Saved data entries
..........

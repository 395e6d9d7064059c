use serde::{Deserialize, Serialize};

/// Discriminator between movie and TV series items. Affects upstream field
/// mapping and which watchlist bucket an item lands in.
#[derive(Debug, Clone, Copy, PartialEq, Eq, Serialize, Deserialize)]
#[serde(rename_all = "camelCase")]
pub enum MediaKind {
    Movie,
    TvSeries,
}

impl MediaKind {
    pub fn api_path(&self) -> &'static str {
        match self {
            MediaKind::Movie => "movie",
            MediaKind::TvSeries => "tv",
        }
    }

    pub fn label(&self) -> &'static str {
        match self {
            MediaKind::Movie => "Movie",
            MediaKind::TvSeries => "TV Series",
        }
    }
}

/// The four non-personalized catalog listings.
#[derive(Debug, Clone, Copy, PartialEq, Eq, Hash)]
pub enum Catalog {
    PopularMovies,
    TrendingMovies,
    TopRatedMovies,
    TvSeries,
}

impl Catalog {
    pub const ALL: [Catalog; 4] = [
        Catalog::PopularMovies,
        Catalog::TrendingMovies,
        Catalog::TopRatedMovies,
        Catalog::TvSeries,
    ];

    pub fn label(&self) -> &'static str {
        match self {
            Catalog::PopularMovies => "Popular Movies",
            Catalog::TrendingMovies => "Trending Movies",
            Catalog::TopRatedMovies => "Top Rated Movies",
            Catalog::TvSeries => "TV Series",
        }
    }

    pub fn media_kind(&self) -> MediaKind {
        match self {
            Catalog::TvSeries => MediaKind::TvSeries,
            _ => MediaKind::Movie,
        }
    }
}

/// One normalized catalog/search entry. Constructed fresh from every API
/// response and never mutated; also the shape persisted in the watchlist.
#[derive(Debug, Clone, PartialEq, Serialize, Deserialize)]
#[serde(rename_all = "camelCase")]
pub struct MediaItem {
    pub id: u64,
    pub media_kind: MediaKind,
    pub title: String,
    #[serde(default)]
    pub overview: String,
    pub poster_url: Option<String>,
    pub backdrop_url: Option<String>,
    pub year: String,
    pub vote_average: Option<f32>,
}

/// Full detail-page payload. Lives for one detail visit and is replaced
/// wholesale on navigation, never patched.
#[derive(Debug, Clone, PartialEq)]
pub struct MediaDetail {
    pub item: MediaItem,
    pub duration_label: String,
    pub genres: Vec<String>,
    pub director: String,
    pub cast: Vec<String>,
    pub trailer_embed_url: Option<String>,
}

/// One-decimal rating for display. An absent rating reads "N/A", never 0.
pub fn format_vote_average(vote: Option<f32>) -> String {
    match vote {
        Some(v) => format!("{v:.1}"),
        None => "N/A".to_string(),
    }
}

/// First four characters of a release/first-air date, or "N/A".
pub fn year_from_date(date: Option<&str>) -> String {
    match date {
        Some(d) if !d.is_empty() => d.chars().take(4).collect(),
        _ => "N/A".to_string(),
    }
}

..........

[To do]
The lines in the entries above that carry the word "enum" must be copied.

[Solution to the exercise]
pub enum MediaKind {
pub enum Catalog {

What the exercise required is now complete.